The use of the word 'dialectical' in anything to do with evangelical theology is liable to raise some alarm bells for "real" conservative evangelicals. Dialectical theology is something associated with Karl Barth and Emil Brunner, and Karl Barth is often described as 'neo-orthodox' which seems to be a quasi-heterodox rather than truly orthodox position in the eyes of some! (As a matter of fact, reading Barth rather than reading about Barth one cannot help recognising how he strives to be orthodox by constantly grounding his proposals in theologians such as Calvin and Luther). However, at least for the time being, I am goign to stick with 'dialectical' in this particular exploration of the relationship between hermeneutics and evangelical theology.
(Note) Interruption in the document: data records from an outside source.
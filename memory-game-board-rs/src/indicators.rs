//! Symbol and speed-tier indicator LEDs.
//!
//! [`IndicatorPanel`] owns the seven LED outputs. Symbol LEDs are stored
//! in [`Symbol::index()`] order and speed LEDs in [`SpeedTier::index()`]
//! order, so both mappings are plain array lookups.

use embedded_hal::digital::OutputPin;
use embedded_hal_async::delay::DelayNs;
use memory_game::game::speed::SPEED_TIER_COUNT;
use memory_game::game::{Sequence, SpeedTier, Symbol, SYMBOL_COUNT};

use crate::error::BoardError;

/// The game's LED outputs.
///
/// # Example
///
/// ```ignore
/// // Blue, Red, Yellow, Green — then Fast, Medium, Slow.
/// let mut panel = IndicatorPanel::new([blue, red, yellow, green], [fast, medium, slow]);
/// panel.show_speed_tier(SpeedTier::Medium)?;
/// panel.show_sequence(&sequence, 600, 200, &mut delay).await?;
/// ```
pub struct IndicatorPanel<P> {
    /// Indexed by [`Symbol::index()`].
    symbol_leds: [P; SYMBOL_COUNT],
    /// Indexed by [`SpeedTier::index()`].
    speed_leds: [P; SPEED_TIER_COUNT],
}

impl<P> IndicatorPanel<P>
where
    P: OutputPin,
{
    pub fn new(symbol_leds: [P; SYMBOL_COUNT], speed_leds: [P; SPEED_TIER_COUNT]) -> Self {
        Self {
            symbol_leds,
            speed_leds,
        }
    }

    /// Drive every LED low.
    pub fn all_off(&mut self) -> Result<(), BoardError> {
        for led in self.symbol_leds.iter_mut().chain(self.speed_leds.iter_mut()) {
            led.set_low().map_err(BoardError::indicator)?;
        }
        Ok(())
    }

    /// Light exactly one speed LED: all three go low first, then the one
    /// for `tier` goes high.
    pub fn show_speed_tier(&mut self, tier: SpeedTier) -> Result<(), BoardError> {
        for led in self.speed_leds.iter_mut() {
            led.set_low().map_err(BoardError::indicator)?;
        }
        self.speed_leds[tier.index()]
            .set_high()
            .map_err(BoardError::indicator)
    }

    /// Light one symbol's LED for `duration_ms`, then turn it off.
    pub async fn flash_symbol<D: DelayNs>(
        &mut self,
        symbol: Symbol,
        duration_ms: u32,
        delay: &mut D,
    ) -> Result<(), BoardError> {
        let led = &mut self.symbol_leds[symbol.index()];
        led.set_high().map_err(BoardError::indicator)?;
        delay.delay_ms(duration_ms).await;
        led.set_low().map_err(BoardError::indicator)
    }

    /// Play a sequence on the symbol LEDs.
    ///
    /// Every symbol is held for `duration_ms` and followed by `gap_ms` of
    /// darkness, so the call takes `len * (duration_ms + gap_ms)` and
    /// cannot be interrupted.
    pub async fn show_sequence<D: DelayNs>(
        &mut self,
        sequence: &Sequence,
        duration_ms: u32,
        gap_ms: u32,
        delay: &mut D,
    ) -> Result<(), BoardError> {
        for symbol in sequence.iter() {
            self.flash_symbol(symbol, duration_ms, delay).await?;
            delay.delay_ms(gap_ms).await;
        }
        Ok(())
    }
}

#[cfg(test)]
mod tests {
    use super::*;
    use crate::mock::{event_log, mock_panel, take_events, Event, MockDelay, SPEED_PINS};
    use pollster::block_on;

    #[test]
    fn all_off_drives_every_led_low() {
        let log = event_log();
        let mut panel = mock_panel(&log);
        panel.all_off().unwrap();
        assert_eq!(
            take_events(&log),
            vec![
                Event::Low(0),
                Event::Low(1),
                Event::Low(2),
                Event::Low(3),
                Event::Low(10),
                Event::Low(11),
                Event::Low(12),
            ]
        );
    }

    #[test]
    fn speed_tier_lights_exactly_one_led() {
        let log = event_log();
        let mut panel = mock_panel(&log);

        for (tier, pin) in [SpeedTier::Fast, SpeedTier::Medium, SpeedTier::Slow]
            .into_iter()
            .zip(SPEED_PINS)
        {
            panel.show_speed_tier(tier).unwrap();
            assert_eq!(
                take_events(&log),
                vec![Event::Low(10), Event::Low(11), Event::Low(12), Event::High(pin)]
            );
        }
    }

    #[test]
    fn sequence_holds_each_symbol_then_gaps() {
        let log = event_log();
        let mut panel = mock_panel(&log);
        let mut delay = MockDelay::new(&log);
        let sequence: Sequence = "GBBY".parse().unwrap();

        block_on(panel.show_sequence(&sequence, 350, 200, &mut delay)).unwrap();

        let mut expected = Vec::new();
        for pin in [3, 0, 0, 2] {
            expected.extend([
                Event::High(pin),
                Event::Delay(350),
                Event::Low(pin),
                Event::Delay(200),
            ]);
        }
        assert_eq!(take_events(&log), expected);
    }
}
Nevertheless I recognise the potential for an embedded problem with 'dialectical hermeneutics' namely that if this means 'continuous dialogue' between text, theology and readers of Scripture, does one/the church ever reach a conclusion? After all, not reaching a conclusion, always being on the journey and exalting it as better than the destination is (sometimes) the strategy of liberal theologians and ecclesiastics as they seek to avoid settling on an orthodoxy at odds with this or that particular view they wish the whole church would agree to.
However I do not think a continuous, non-conclusive dialogue is a necessary feature of dialectical hermeneutics. We do not start with a blank sheet of theological paper. Theology is already formed in the church. Orthodoxy is established even if it is also being critiqued and reviewed. Dialectical hermeneutics is (I suggest) about an ongoing dialogue in which the conclusions of orthodox theology are refined and deepened through engagement with Scripture, and our understanding of Scripture is shaped and sharpened through interaction with orthodoxy.